Did you know from when you were in school that you wanted to be a doctor?

Not really, I wasn’t too much of an academic when I started at College. I was definitely more interested in sport, mainly cricket and soccer, and actually thought that’s what I would do professionally. Then, later in high school, we had an away rugby fixture at Pretoria Boy’s High School and I broke my arm during my game. When I was taken to the hospital, it was that experience and watching the orthopaedic surgeon at work that sparked my interest with regards to medicine. Of course, not being an academic, I had to get my grades up. That meant dropping to second team soccer and some other sacrifices I had to make along the way in order to achieve my goals.

What were your favourite subjects in high school?

I always loved biology. Even when my focus was sport, I still had an interest in biology and physics. I’ve actually also always loved accounting and even considered doing it at a tertiary level but ended up going the medical route. Another subject I really enjoyed was Mr Mhlongo’s IsiZulu class.

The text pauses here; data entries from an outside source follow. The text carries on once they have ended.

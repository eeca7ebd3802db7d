use std::sync::Arc;

use dioxus::prelude::*;
use quiz_core::QuizConfig;
use quiz_core::model::QuestionBank;
use services::{AppServices, ManualTicker, QuizController, QuizEvent, QuizView, RecordingPresenter};
use tokio::runtime::Handle;
use tokio::sync::mpsc;

use crate::context::{UiApp, build_app_context};
use crate::views::{QuizPage, QuizScreen};
use crate::views::quiz::QuizScreenProps;
use crate::vm::QuizEvents;

pub type HarnessController = QuizController<ManualTicker, RecordingPresenter>;

/// Controller over the bundled bank with a hand-driven ticker.
pub fn started_controller() -> HarnessController {
    let services = AppServices::new(
        QuestionBank::builtin().expect("bundled bank"),
        QuizConfig::default(),
    );
    let mut controller = services.controller(ManualTicker::new(), RecordingPresenter::new());
    controller.start();
    controller
}

pub fn answer_correctly(controller: &mut HarnessController, count: usize) {
    let answers: Vec<usize> = controller
        .bank()
        .iter()
        .take(count)
        .map(|question| question.correct_index())
        .collect();
    for (idx, option) in answers.into_iter().enumerate() {
        controller.select_option(idx, option);
    }
}

pub struct ScreenHarness {
    pub dom: VirtualDom,
    pub events: mpsc::UnboundedReceiver<QuizEvent>,
}

impl ScreenHarness {
    pub fn render(&self) -> String {
        dioxus_ssr::render(&self.dom)
    }
}

pub fn render_screen(view: QuizView) -> ScreenHarness {
    let (tx, rx) = mpsc::unbounded_channel();
    let mut dom = VirtualDom::new_with_props(
        QuizScreen,
        QuizScreenProps {
            view,
            events: QuizEvents::new(tx),
        },
    );
    dom.rebuild_in_place();
    ScreenHarness { dom, events: rx }
}

struct TestApp {
    services: AppServices,
    runtime: Handle,
}

impl UiApp for TestApp {
    fn services(&self) -> AppServices {
        self.services.clone()
    }

    fn runtime(&self) -> Handle {
        self.runtime.clone()
    }
}

/// Builds the full page over the bundled bank. Must be called inside a tokio
/// runtime; the controller task is spawned but not polled.
pub fn render_page() -> VirtualDom {
    let app: Arc<dyn UiApp> = Arc::new(TestApp {
        services: AppServices::builtin(QuizConfig::default()).expect("bundled bank"),
        runtime: Handle::current(),
    });
    let mut dom = VirtualDom::new(QuizPage).with_root_context(build_app_context(&app));
    dom.rebuild_in_place();
    dom
}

Mostly for social reasons, the way he teaches made the lesson an interactive experience, so we all used to really look forward to his lessons.

Do you have any words of advice or encouragement for the College Community with regards to the Covid-19 pandemic?

I guess if anything, I would say don’t fall into the trap of relaxing as the regulations are being eased. The fact that the regulations are easing up, does not mean the virus is and it certainly doesn’t guarantee the worst is over for us as a country. We need to come together… by continuing to wear our masks, washing of hands and keeping our distance.

Then to the students and 6th formers in particular… having had to sit my pulmonology exam during this time, I can relate to what the matrics are going through. I cannot stress this enough to those boys, that preparation is key even in the midst of the challenges! This pandemic has allowed you an opportunity to learn some new skills, to learn to adapt, that is a blessing in disguise. The skills gained will hold you in good stead as you move forward as self-study and online learning forms a big part of your learning and development at tertiary institutions.

To the teaching staff at the school, I would also like to thank them for their effort in being able to provide teaching and learning opportunities to the boys under atypical circumstances.

And in closing, I think that it’s important to highlight important issues apart from COVID that are currently plaguing our beautiful country and society. The issue of gender based violence and race relations – as men, young and old we have a collective responsibility to treat the woman and children of our country with love, compassion, kindness whilst offering them safety and protection. We also have a great opportunity to start having honest conversations pertaining to race relations and come up with solutions which will ensure that future generations of College boys and Old boys work together for the greater good of not only the school but society at large. Maritzburg College naturally being a leader, is perfectly positioned to take the lead regarding how we navigate these issues and thereby forming the blue-print for other schools and society to follow. I would love to see and look forward to my alma mater continuing to make a real difference in our society at large.